Into Panama City to see the canal and onwards south to the end of the Pan-Am in Central America at Yaviza in the Darien.

After a nice two days in Chitré, I continued on south to Panama City.

Crossing the Bridge of the Americas (Puente de las Américas) as it goes over the Pacific entrance to the Panama Canal.

Riding alongside the Panama Canal Railway, which was built in 1855 in response to the Gold Rush in California and the numerous people traversing from the East Coast of the US to California, avoiding the wild interior. They took ships down to Panama, crossed the 50 mile isthmus and sailed onward to California. The railroad was also pivotal in Panama being chosen for the canal as it greatly helped during construction in hauling equipment in and debris out. Today, it helps transfer cargo from one side to the other in addition to ships traversing the canal.

The first of three locks in the Panama Canal, Miraflores.

sanDRina at the Miraflores Locks in the Panama Canal with a Hapag-Llyod Panamax cargo ship traversing the lock.

Miraflores Locks at the Panama Canal with a cargo ship in the far lock. The Panama Canal was constructed to reduce shipping times from the Atlantic Ocean to the Pacific Ocean, saving around 13,000 kms (8,125 miles) of going around Cape Horn. It costs about $100,000 per transit of the canal for big cargo ships compared to around $1 million that would be spent in fuel and other costs to go around Cape Horn.

The Hapag-Lloyd Panamax cargo ship at the last lock before reaching the Pacific Ocean. Instead of cutting straight through the continental divide, which the French tried initially when they started building the canal in 1880, the American design uses locks and dams to raise ships to an altitude of 26 m (86 ft) before dropping them back to sea level.

Slowly being lowered as the water level drops in the lock. Panama was originally a state in Colombia and the US helped bring about independence to Panama in 1903 so that they could construct and operate the canal, which they did till 1999 when they turned over the operation to Panama.

Two more Panamax cargo ships coming through. Panamax is a designation for the maximum allowed dimensions of a ship that is allowed to pass through the locks of the Panama Canal. Ships are designed specifically to fit through the locks. Supertankers that are much wider and longer than the locks are referred to as Post Panamax.

The water is pumped from the top lock to the bottom lock (note the first ship is almost level with the ocean surface now).
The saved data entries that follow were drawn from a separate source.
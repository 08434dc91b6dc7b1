// Copyright (c) 2025 Steve Wagner (ciroque@live.com)
// SPDX-License-Identifier: MIT

use async_trait::async_trait;

use super::single_input;
use crate::errors::StageError;
use crate::traits::{Signature, Stage};
use crate::value::{Value, ValueType};

/// Returns its input unchanged, whatever its type.
#[derive(Default)]
pub struct PassthroughStage;

#[async_trait]
impl Stage for PassthroughStage {
    async fn execute(&self, inputs: Vec<Value>) -> Result<Value, StageError> {
        single_input(self.name(), inputs)
    }

    fn signature(&self) -> Signature {
        Signature::new(ValueType::Any, ValueType::Any)
    }

    fn name(&self) -> &'static str {
        "passthrough"
    }
}

#[cfg(test)]
mod tests {
    use super::*;
    use serde_json::json;

    #[tokio::test]
    async fn test_passthrough_any_value() {
        let stage = PassthroughStage;
        for value in [Value::from("bytes"), Value::Structured(json!({"k": [1]}))] {
            assert_eq!(stage.execute(vec![value.clone()]).await.unwrap(), value);
        }
    }
}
Being released into the Pacific Ocean. Look at that thing, it's 13 semi-trucks wide! Each time a lock is opened, 101,000 cubic meters (26.7 million gallons) of fresh water is released into the ocean. Seeing the wastefulness of this, the canal authority in cooperation with the World Business Council for Sustainable Development has designed into their future expansion water-saving basins at each lock that will reuse 60% of the water in each transit.

The next ship being lowered as the water level equalizes.

Once the water level is equal, the gates in the lock open...

...and the ship is tugged through to the next lock. The electric tug trains cost $2 million each and about 6-8 of them are used on each ship to help stabilize it thru the lock. There's only 2 ft of clearance on each side of Panamax ships.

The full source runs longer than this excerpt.